En 2007, el festival pasa a durar tres días y estrena las mañanas en la Plaza del Trigo, un icono difícil de replicar y explicar; un centro de emociones, sudor y sorpresas, y también un examen y trampolín para bandas que están en trayectoria ascendente. Es todo esto y un descomunal fiestón mañanero, después de una noche sin fin y en mitad de un día que tampoco lo tendrá. Glastonbury tiene su escenario de la pirámide y el Sonorama la Plaza del Trigo, que es mucho más pequeña de lo que uno puede imaginar antes de conocerla. De aspecto se parecen como un huevo a una castaña pero ambos son mitos que se construyen y cimentan en sentimientos y emociones compartidas por miles de devotos. Una muestra muy gráfica de lo que va la Plaza del Trigo se puede ver en Youtube en el famoso vídeo de la actuación de Izal en 2013, atacando su tema Qué bien: 'Qué bien que en mis pupilas siga entrando luz del sol…'

La bola no para de rodar: en 2011, Sonorama suma cuatro días y diez escenarios por los que ya ha pasado (varias veces) toda la aristocracia indie nacional, la mayoría de los aspirantes y artistas internacionales de renombre como Mando Diao, Nada Surf, Ash, James o The Divine Comedy, a los que en ediciones posteriores se sumarán figuras como Liam Gallagher o los escoceses Belle&Sebastian. La presencia foránea (normalmente británica) no es el objetivo principal del Sonorama pero siempre da brillo. En 2014, Raphael encabeza cartel y lo eclipsa todo, subrayando una línea de artistas inesperados o sorprendentes que pasa a ser sello de la casa. Non stop: en 2017 se celebra el 20 aniversario, con un homenaje a la música española al que no faltó nadie y que preludia algo parecido para este sábado 13, en la conmemoración del 25 cumpleaños. Después, lo conocido: pandemia, suspensión, medio gas y este 2022, con C. Tangana, Izal y todas las ganas del mundo juntas encabezando el cartel. Y todo, con lechazo y Ribera, algo impensable en Glastonbury.

Hasta aquí la historia, pero las preguntas siguen sin respuesta: ¿qué tiene de especial el Sonorama? Cristina, 28 años, festivalera militante que ha pasado este año ya por el FIB y se dejará caer también por el Sonorama lo tiene claro: «El ambiente de Aranda, de las calles, más allá del recinto del festival, es la diferencia. Puedes ir incluso sin entrada a pasar el día y disfrutarlo a lo grande». Cristina montaba la iglú Quechua 2 Seconds del principio de estas líneas y ha vivido la misma emoción que le hizo dejarla a medias delante de muchos de sus músicos favoritos. Puede recordar, y casi visualizar, las actuaciones de Love of Lesbian, Vetusta Morla o los héroes locales (del sábado o de cualquier otro día), los burgaleses LA M.O.D.A. «Sonorama es ponerme delante, en vivo, de mi playlist de Spotify». Pero también es darse de bruces con el brillo de lo inesperado, como le sucedió en el concierto de Fangoria de 2018. «Fuimos de rebote y nos flipó». Ir a tiro hecho o a dejarse seducir a ciegas son dos posibles caminos hacia el placer, en la música y en lo que no es música. Aquí, entre tanta variedad, cualquiera de ellos es practicable.

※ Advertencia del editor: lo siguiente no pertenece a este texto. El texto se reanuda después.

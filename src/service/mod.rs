// Copyright 2024 The ChromiumOS Authors
// Use of this source code is governed by a BSD-style license that can be
// found in the LICENSE file.

// Entry points a future request adaptor would call into. Unlike
// shadercached's D-Bus method handlers, these take plain typed arguments:
// wire framing for this service's own client surface is out of scope here,
// only the proxies to collaborating services are implemented.

use crate::common::DlcId;
use crate::dlc::DlcSummary;
use crate::dlc_manager::{DlcManagerPtr, UnloadSelector};
use crate::error;
use crate::state_change_notifier::DlcState;
use crate::updater_proxy::InstallOptions;

#[derive(Debug, Clone, Default)]
pub struct InstallRequest {
    pub id: DlcId,
    pub url_override: Option<String>,
    pub scaled: bool,
    pub force_ota: bool,
}

pub async fn handle_install(manager: DlcManagerPtr, request: InstallRequest) -> error::Result<()> {
    let options = InstallOptions {
        url_override: request.url_override,
        scaled: request.scaled,
        force_ota: request.force_ota,
    };
    manager.install(&request.id, options).await
}

pub async fn handle_uninstall(manager: DlcManagerPtr, id: DlcId) -> error::Result<()> {
    manager.uninstall(&id).await
}

pub async fn handle_purge(manager: DlcManagerPtr, id: DlcId) -> error::Result<()> {
    manager.purge(&id).await
}

pub async fn handle_deploy(manager: DlcManagerPtr, id: DlcId) -> error::Result<()> {
    manager.deploy(&id).await
}

pub async fn handle_unload(manager: DlcManagerPtr, selector: UnloadSelector) -> error::Result<()> {
    manager.unload(selector).await
}

pub async fn handle_get_dlc_state(manager: DlcManagerPtr, id: DlcId) -> error::Result<DlcState> {
    manager.get_dlc_state(&id).await
}

pub async fn handle_get_installed(manager: DlcManagerPtr) -> Vec<DlcId> {
    manager.get_installed().await
}

pub async fn handle_get_existing_dlcs(manager: DlcManagerPtr) -> Vec<DlcSummary> {
    manager.get_existing_dlcs().await
}

pub async fn handle_get_dlcs_to_update(manager: DlcManagerPtr) -> error::Result<Vec<DlcId>> {
    manager.get_dlcs_to_update().await
}

pub async fn handle_install_completed(manager: DlcManagerPtr, ids: Vec<DlcId>) -> error::Result<()> {
    manager.install_completed(&ids).await
}

pub async fn handle_update_completed(manager: DlcManagerPtr, ids: Vec<DlcId>) -> error::Result<()> {
    manager.update_completed(&ids).await
}

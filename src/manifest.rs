// Copyright 2024 The ChromiumOS Authors
// Use of this source code is governed by a BSD-style license that can be
// found in the LICENSE file.

// Parses the rootfs-bundled per-DLC manifest (imageloader.json). Mirrors
// the fields `imageloader::Manifest` exposes in the original C++ service;
// this crate only needs a subset of them.

use std::path::Path;

use anyhow::{Context, Result};
use serde::Deserialize;

use crate::common::MANIFEST_FILE_NAME;

#[derive(Debug, Clone, Deserialize)]
pub struct Manifest {
    pub name: Option<String>,
    pub description: Option<String>,
    pub version: Option<String>,

    pub size: u64,
    #[serde(default)]
    pub preallocated_size: u64,

    #[serde(rename = "image-sha256-hash")]
    pub image_sha256: String,

    #[serde(default, rename = "preload-allowed")]
    pub preload_allowed: bool,
    #[serde(default, rename = "factory-install")]
    pub factory_install: bool,
    #[serde(default)]
    pub reserved: bool,
    #[serde(default, rename = "user-tied")]
    pub user_tied: bool,
    #[serde(default, rename = "mount-file-required")]
    pub mount_file_required: bool,
    #[serde(default)]
    pub scaled: bool,
    #[serde(default, rename = "force-ota")]
    pub force_ota: bool,
    #[serde(default, rename = "use-logical-volume")]
    pub use_logical_volume: bool,

    #[serde(default = "default_package")]
    pub package: String,
}

fn default_package() -> String {
    "package".to_string()
}

impl Manifest {
    /// Preallocated size to request from the image backend, falling back
    /// to the expected image size when the manifest didn't specify one.
    pub fn allocation_size(&self) -> u64 {
        if self.preallocated_size > 0 {
            self.preallocated_size
        } else {
            self.size
        }
    }

    pub fn expected_sha256(&self) -> Result<Vec<u8>> {
        hex::decode(&self.image_sha256)
            .with_context(|| format!("malformed image-sha256-hash: {}", self.image_sha256))
    }
}

/// Loads `<manifest_dir>/<id>/package/imageloader.json`.
pub fn load_manifest(manifest_dir: &Path, id: &str) -> Result<Manifest> {
    let candidates = [
        manifest_dir.join(id).join("package").join(MANIFEST_FILE_NAME),
        manifest_dir.join(id).join(MANIFEST_FILE_NAME),
    ];
    for path in &candidates {
        if path.exists() {
            let data = std::fs::read_to_string(path)
                .with_context(|| format!("failed to read {}", path.display()))?;
            let manifest: Manifest = serde_json::from_str(&data)
                .with_context(|| format!("failed to parse {}", path.display()))?;
            return Ok(manifest);
        }
    }
    anyhow::bail!(
        "no manifest found for dlc '{}' under {}",
        id,
        manifest_dir.display()
    )
}

/// Enumerates DLC ids by scanning the manifest directory for subdirectories
/// containing a manifest file, mirroring `DlcService::Initialize`'s scan of
/// the manifest root.
pub fn scan_supported_dlc_ids(manifest_dir: &Path) -> Result<Vec<String>> {
    let mut ids = Vec::new();
    if !manifest_dir.is_dir() {
        return Ok(ids);
    }
    for entry in std::fs::read_dir(manifest_dir)
        .with_context(|| format!("failed to read {}", manifest_dir.display()))?
    {
        let entry = entry?;
        if !entry.file_type()?.is_dir() {
            continue;
        }
        let id = entry.file_name().to_string_lossy().to_string();
        if load_manifest(manifest_dir, &id).is_ok() {
            ids.push(id);
        }
    }
    ids.sort();
    Ok(ids)
}

#[cfg(test)]
mod tests {
    use super::*;
    use tempfile::tempdir;

    fn write_manifest(dir: &Path, id: &str, body: &str) {
        let package_dir = dir.join(id).join("package");
        std::fs::create_dir_all(&package_dir).unwrap();
        std::fs::write(package_dir.join(MANIFEST_FILE_NAME), body).unwrap();
    }

    #[test]
    fn loads_required_and_defaulted_fields() {
        let tmp = tempdir().unwrap();
        write_manifest(
            tmp.path(),
            "sample-dlc",
            r#"{
                "name": "Sample",
                "size": 4096,
                "image-sha256-hash": "deadbeef",
                "preload-allowed": true
            }"#,
        );

        let manifest = load_manifest(tmp.path(), "sample-dlc").unwrap();
        assert_eq!(manifest.size, 4096);
        assert_eq!(manifest.name.as_deref(), Some("Sample"));
        assert!(manifest.preload_allowed);
        assert!(!manifest.scaled);
        assert_eq!(manifest.package, "package");
    }

    #[test]
    fn allocation_size_falls_back_to_size() {
        let tmp = tempdir().unwrap();
        write_manifest(
            tmp.path(),
            "no-prealloc",
            r#"{"size": 1024, "image-sha256-hash": "ab"}"#,
        );
        let manifest = load_manifest(tmp.path(), "no-prealloc").unwrap();
        assert_eq!(manifest.allocation_size(), 1024);
    }

    #[test]
    fn missing_manifest_is_an_error() {
        let tmp = tempdir().unwrap();
        assert!(load_manifest(tmp.path(), "nonexistent").is_err());
    }

    #[test]
    fn scan_finds_only_dirs_with_manifests() {
        let tmp = tempdir().unwrap();
        write_manifest(tmp.path(), "a", r#"{"size": 1, "image-sha256-hash": "00"}"#);
        std::fs::create_dir_all(tmp.path().join("b")).unwrap(); // no manifest inside
        let ids = scan_supported_dlc_ids(tmp.path()).unwrap();
        assert_eq!(ids, vec!["a".to_string()]);
    }
}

Por su parte, Vladimir L. Laredo, musiquero, colaborador de este periódico y representante además de la generación anterior a la de Cristina (40 plus) lo tiene igual de claro: «No es que el Sonorama se meta en Aranda, más bien es Aranda la que se mete en el Sonorama. Es una simbiosis perfecta». No es poco, otros lugares hubiesen sido indiferentes u hostiles, no hace falta señalar a nadie. Vladimir apunta igualmente a la importancia crucial del festival en su apuesta por la música nacional dando visibilidad a bandas que tocaban en salas, con suerte medianas, y no contaban con muchos escaparates. Porque el indie, que nadie se engañe, no es la escena mayoritaria en gustos ni presencia. «Pero el Sonorama, además, es mucho más que indie, no es puro ni integrista en ese sentido», reseña Vladimir, que ensalza los experimentos y la apuesta por otros sonidos como los presentes en el escenario Urban o las miradas a artistas de tiempos algo anteriores que, entre todas, suman una diversidad tan grande «que puedes elegir lo que ves», y todos contentos. Su recuerdo sonorámico top se remonta a 2017 y el 20 aniversario, aquella especie de We are the world (we are the children) de aquí.

Desde un punto de vista profesional, José Manuel Sebastián (Radio 3) puede recitar una lista interminable de momentos plenos y conciertazos a lo largo de sus nueve sonoramas que muchos también evocarán con un escalofrío trepando por la columna: «La chilena Javiera Mena en el escenario Charco; Ángel Stanich en la Plaza del Trigo cuando empezaba, Xoel López solo con guitarra y voz, Iván Ferreiro, León Benavente cuando acababan de sacar su primer disco… Pero si me tengo que quedar con algo es con la vuelta de los 091, a los que tengo devoción personal y un descubrimiento: Belako. Dieron un conciertazo en el que éramos poquísima gente que, simplemente, me encantó». Eso y la «naturalidad y tranquilidad con la que fluye todo y el buen trato que reciben los espectadores» marcan el punto de este festival respecto a otros para este periodista que se los ha pateado casi todos.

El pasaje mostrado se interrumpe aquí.